Thicker Than Water Page 13
‘Shit,’ Bic said, in a tone of simple, stunned disbelief.
‘You’re okay,’ I said, unnecessarily. ‘You were sleep-walking. ’ It wasn’t enough, but maybe it would cover the basics.
‘I’m—’ he began. ‘I’m - not - where am I? Who are you? You keep the fuck away from me or I’ll lamp you. What did you do to me?’
‘I stopped you from jumping,’ I said. It sounds a little brutal, put like that, but I’d just realised why Bic had looked at his hands - and where the muffled reports were coming from. He was bleeding: thick, sluggish liquid pooling in each palm, looking pure black in the leprous moonlight, before it overflowed and spattered down onto the concrete like oil from a leaky carburettor.
‘No way,’ Bic said, without conviction. ‘No - no way.’
I got to my feet and walked across to where he sat, his back against the parapet and his frightened eyes raised to stare into mine. I took hold of his hand and turned it so I could see the wrist. It was unmarked: no wounds there, old or new. The blood was welling up from the centre of each palm, and it was falling like sticky red rain. He still had the bandages wrapped around his hands but they were already saturated, not even slowing the flow now.
I unwrapped the bandage, since it was doing no good in any case. I figured that if I saw the wound I could maybe decide what ought to be done before the kid passed out from loss of blood. But mainly I was acting on instinct: the prickling in my own palms was a lot stronger now, as though I was holding a mobile phone, set to vibrate, in each hand.
There was no wound in Bic’s hand: there was just blood, welling up from under the skin of his palm and wrist and fingers like water soaking and spreading through the fibres of a paper towel. I saw this in a split second, in the light from the lamp directly overhead: then he snatched his hand away and scrambled back from me, glaring.
I swallowed hard, because the sight of the non-wound had shaken me. ‘How long has this been going on?’ I asked Bic, as gently as I could. He didn’t answer.
‘I’m going home,’ he muttered, looking away along the walkway. But he didn’t move, and actually he was looking in the wrong direction. Weston Block was behind us.
‘That sounds like a good idea,’ I said. ‘It’s right here. Come on.’
‘Okay,’ Bic said automatically. He was still looking off in the same direction. I followed his gaze and saw a group of people walking towards us, just coming out from under the shadow of the next tower along.
There were seven or eight of them: still kids, technically, but a lot older and a lot bigger than Bic.

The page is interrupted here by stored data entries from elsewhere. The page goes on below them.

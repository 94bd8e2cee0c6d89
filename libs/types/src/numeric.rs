//! Ball counts and scoring rates
//!
//! Every count of deliveries is an integer number of legal balls. The
//! cricket "overs" notation (`15.4` = fifteen overs and four balls) is a
//! display format only and is produced by [`BallCount`]'s `Display`.
//!
//! Rates use rust_decimal with HALF_UP rounding to two places, so derived
//! views are reproducible bit-for-bit across replays.

use std::fmt;

use rust_decimal::{Decimal, RoundingStrategy};
use serde::{Deserialize, Serialize};

/// Legal deliveries in a completed over.
pub const BALLS_PER_OVER: u32 = 6;

/// Decimal places kept on every published rate.
pub const RATE_SCALE: u32 = 2;

/// A count of legal deliveries.
#[derive(Debug, Clone, Copy, Default, PartialEq, Eq, PartialOrd, Ord, Hash, Serialize, Deserialize)]
#[serde(transparent)]
pub struct BallCount(u32);

impl BallCount {
    pub const ZERO: BallCount = BallCount(0);

    pub fn from_balls(balls: u32) -> Self {
        Self(balls)
    }

    /// Whole overs expressed as balls.
    pub fn from_overs(overs: u32) -> Self {
        Self(overs.saturating_mul(BALLS_PER_OVER))
    }

    pub fn balls(&self) -> u32 {
        self.0
    }

    pub fn completed_overs(&self) -> u32 {
        self.0 / BALLS_PER_OVER
    }

    /// Legal balls bowled in the over currently in progress (0..=5).
    pub fn balls_in_current_over(&self) -> u32 {
        self.0 % BALLS_PER_OVER
    }

    /// True when the count sits exactly on an over boundary (and is non-zero).
    pub fn is_over_boundary(&self) -> bool {
        self.0 > 0 && self.0 % BALLS_PER_OVER == 0
    }

    pub fn increment(&mut self) {
        self.0 += 1;
    }

    /// Balls left before `limit` is reached, zero once it is exceeded.
    pub fn remaining_until(&self, limit: BallCount) -> BallCount {
        BallCount(limit.0.saturating_sub(self.0))
    }
}

impl fmt::Display for BallCount {
    fn fmt(&self, f: &mut fmt::Formatter<'_>) -> fmt::Result {
        write!(f, "{}.{}", self.completed_overs(), self.balls_in_current_over())
    }
}

/// Round a rate to the published scale (HALF_UP).
pub fn round_rate(value: Decimal) -> Decimal {
    let mut rounded = value.round_dp_with_strategy(RATE_SCALE, RoundingStrategy::MidpointAwayFromZero);
    rounded.rescale(RATE_SCALE);
    rounded
}

/// Runs per six legal balls. Zero before the first legal ball.
pub fn runs_per_over(runs: u32, balls: BallCount) -> Decimal {
    if balls.balls() == 0 {
        return round_rate(Decimal::ZERO);
    }
    round_rate(Decimal::from(runs) * Decimal::from(BALLS_PER_OVER) / Decimal::from(balls.balls()))
}

/// `numerator / denominator`, absent when the denominator is zero.
pub fn ratio(numerator: u32, denominator: u32) -> Option<Decimal> {
    if denominator == 0 {
        return None;
    }
    Some(round_rate(Decimal::from(numerator) / Decimal::from(denominator)))
}

/// Batting strike rate: runs per hundred balls faced. Zero before the first ball.
pub fn strike_rate(runs: u32, balls: u32) -> Decimal {
    if balls == 0 {
        return round_rate(Decimal::ZERO);
    }
    round_rate(Decimal::from(runs) * Decimal::ONE_HUNDRED / Decimal::from(balls))
}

Old enough to think of themselves as men. They were walking in a ragged line, spread out across the full width of the walkway. The one at front and centre was almost as skinny as Bic, but he was bracketed between two serious bruisers who might as well have had lapel badges reading ENFORCER. The rest of the gang kept a pace or two behind these three as they marched, knowing their place: it seemed like not much had changed since the days when I ran with the Arthur Street posse. Maybe some things never do.
‘What are you up to?’ the alpha puppy demanded, giving me a stone-faced stare. Then his glance went to Bic and his eyes widened in surprise. He bent down and hauled the younger boy to his feet, roughly enough that Bic staggered and almost fell again.
‘I’ve fucking told you!’ the bigger kid said severely. ‘You don’t go out after it gets dark. Why the fuck can you never do what you’re told?’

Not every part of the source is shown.